Kendini iyi hisset formülünün en çok işlediği hikâyelerden biri Mrs. Harris Goes to Paris. Hayat yüzüne gülmese de, her sabah katran karası bir dünyaya gözlerini açıyor olsa da merhametinden ve iyiliğinden hiçbir şey kaybetmeyen bir kadın bu. Biraz karikatürlerden fırlamış gibi. Ancak aşkı kendine layık görmeyen, belli bir yaşı geçti diye cinsel kimliği elinden alınmış birisi değil. Yine de öykünün annesi, çekip çevireni. Dostlarının hayatlarına da karışıyor, Dior moda evini iflasın eşiğinden döndürüyor, yeni tanıştığı gençlere çöpçatanlık yapıyor. Peki ne için? Eşinin savaşa gitmesininin ardından hayatındaki boşluğu doldurmak, biraz da günü tamamlamak için. Nihayetinde bu insan üstü fedakarlığı ve sevecenliği bedeninde barındıran kadının tek bir yaradılış amacı var tabii ki: Okuyucuya/izleyiciye dünyadan uzak saatler geçirmeleri için bir Külkedisi masalı yaratmak, kurgusal gerçekliğinde Dior gibi bir markayı bu kadının kurtardığına inanmamızı sağlayarak keyif aldırmak.

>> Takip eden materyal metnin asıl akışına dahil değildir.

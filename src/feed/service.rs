//! Subscription service for Gazette.
//!
//! This module owns the create-or-attach protocol for feeds: a request to
//! create a feed whose URL already exists becomes a follow of the existing
//! feed instead of a failure.

use tracing::{error, info};
use uuid::Uuid;

use super::repository::{FeedFollowRepository, FeedRepository, PostRepository};
use super::types::{Feed, FeedFollow, NewFeed, Post};
use crate::db::{Database, User};
use crate::{GazetteError, Result};

/// Default number of posts returned for a user.
pub const DEFAULT_POST_LIMIT: u32 = 20;

/// Maximum number of posts returned for a user.
pub const MAX_POST_LIMIT: u32 = 100;

/// Result of [`SubscriptionService::create_feed`].
#[derive(Debug, Clone, PartialEq)]
pub enum CreateFeedOutcome {
    /// A new feed was created and the caller follows it.
    Created { feed: Feed, follow: FeedFollow },
    /// The URL already had a feed; the caller now follows that one.
    Attached { follow: FeedFollow },
}

impl CreateFeedOutcome {
    /// The follow created for the caller.
    pub fn follow(&self) -> &FeedFollow {
        match self {
            CreateFeedOutcome::Created { follow, .. } | CreateFeedOutcome::Attached { follow } => {
                follow
            }
        }
    }
}

/// Service for feed and subscription operations.
pub struct SubscriptionService<'a> {
    db: &'a Database,
}

impl<'a> SubscriptionService<'a> {
    /// Create a new SubscriptionService with the given database reference.
    pub fn new(db: &'a Database) -> Self {
        Self { db }
    }

    /// Create a feed at `url` and follow it, or follow the existing feed.
    ///
    /// No pre-check is made: the unique constraint on `feeds.url` decides
    /// which of two concurrent requests creates the feed. The existing feed's
    /// name and owner are never changed.
    ///
    /// # Errors
    ///
    /// - `Validation` if `name` or `url` is blank
    /// - `Database` on any other store failure
    pub async fn create_feed(
        &self,
        user: &User,
        name: &str,
        url: &str,
    ) -> Result<CreateFeedOutcome> {
        let name = name.trim();
        let url = url.trim();
        if name.is_empty() {
            return Err(GazetteError::Validation("name cannot be empty".to_string()));
        }
        if url.is_empty() {
            return Err(GazetteError::Validation("url cannot be empty".to_string()));
        }

        let feeds = FeedRepository::new(self.db.pool());
        let follows = FeedFollowRepository::new(self.db.pool());

        match feeds.create(&NewFeed::new(name, url, user.id)).await {
            Ok(feed) => match follows.create(feed.id, user.id).await {
                Ok(follow) => {
                    info!("Feed {} created by user {}: {}", feed.id, user.id, feed.url);
                    Ok(CreateFeedOutcome::Created { feed, follow })
                }
                Err(e) => {
                    error!(
                        "Orphaned feed {} ({}): failed to create follow for user {}: {}",
                        feed.id, feed.url, user.id, e
                    );
                    Err(into_storage_error(e))
                }
            },
            Err(e) if e.is_conflict() => {
                info!("Duplicate feed url, following existing feed: {}", url);
                let existing = feeds.get_by_url(url).await?.ok_or_else(|| {
                    GazetteError::Database(format!("feed for {} vanished after conflict", url))
                })?;
                let follow = follows
                    .create(existing.id, user.id)
                    .await
                    .map_err(into_storage_error)?;
                Ok(CreateFeedOutcome::Attached { follow })
            }
            Err(e) => Err(into_storage_error(e)),
        }
    }

    /// Follow an existing feed. Repeated follows create separate rows.
    pub async fn follow_feed(&self, user: &User, feed_id: Uuid) -> Result<FeedFollow> {
        let feeds = FeedRepository::new(self.db.pool());
        if feeds.get_by_id(feed_id).await?.is_none() {
            return Err(GazetteError::NotFound("feed".to_string()));
        }

        FeedFollowRepository::new(self.db.pool())
            .create(feed_id, user.id)
            .await
    }

    /// List the user's follows (oldest first).
    pub async fn list_follows(&self, user: &User) -> Result<Vec<FeedFollow>> {
        FeedFollowRepository::new(self.db.pool())
            .list_by_user(user.id)
            .await
    }

    /// Delete a follow by ID.
    pub async fn unfollow(&self, follow_id: Uuid) -> Result<()> {
        let deleted = FeedFollowRepository::new(self.db.pool())
            .delete(follow_id)
            .await?;
        if !deleted {
            return Err(GazetteError::NotFound("feed follow".to_string()));
        }
        Ok(())
    }

    /// List all feeds (oldest first).
    pub async fn list_feeds(&self) -> Result<Vec<Feed>> {
        FeedRepository::new(self.db.pool()).list_all().await
    }

    /// List recent posts from the feeds the user follows.
    ///
    /// `limit` defaults to [`DEFAULT_POST_LIMIT`] and is clamped to
    /// `1..=MAX_POST_LIMIT`.
    pub async fn list_posts_for_user(&self, user: &User, limit: Option<u32>) -> Result<Vec<Post>> {
        let limit = limit
            .unwrap_or(DEFAULT_POST_LIMIT)
            .clamp(1, MAX_POST_LIMIT);
        PostRepository::new(self.db.pool())
            .list_for_user(user.id, limit)
            .await
    }
}

fn into_storage_error(e: GazetteError) -> GazetteError {
    match e {
        GazetteError::Database(_) => e,
        other => GazetteError::Database(other.to_string()),
    }
}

Eleştirel yaklaşmanın pek mümkün olmadığı, ticari kaygıdan ziyade memnuniyet ekonomisine göre işleyen bir yapım bu. Mike Leigh filmi Another Year’da böyle bir kadını canlandırmak için biçilmiş kaftan olduğunu kanıtlayan Lesley Manville de ucu bucağı olmayan yeteneğiyle Bayan Harris’in tatlı hikâyesini sırtında taşıyor. Sahnenin merkezinde her daim o var. Yüzünden okuduğumuz her duyguyu birlikte yaşamamız için buyurup, sahtelik kokan bütün ayrıntılara konsantre olmamızı engelliyor hatta. Romantizmi, hırsları, ikili ilişkileri pek eğreti bir anlatının bilinciyle sırtını Lesley Manville’in lokomotif performansına dayayarak, Londra ve Paris görünümü verilmiş Budapeşte sokaklarında oyalıyor izleyicisini Mrs. Harris Goes to Paris. Doksanlardan kalma romantik komediler, ailecek izlenen o büyük stüdyo filmleri kıvamında bir insaniyetin geçidi işte. Mesele dış dünyadan koparken, tiyatro sahnesine daha çok yaraşacak bu plastikliği ne kadar içselleştirebildiğinizde.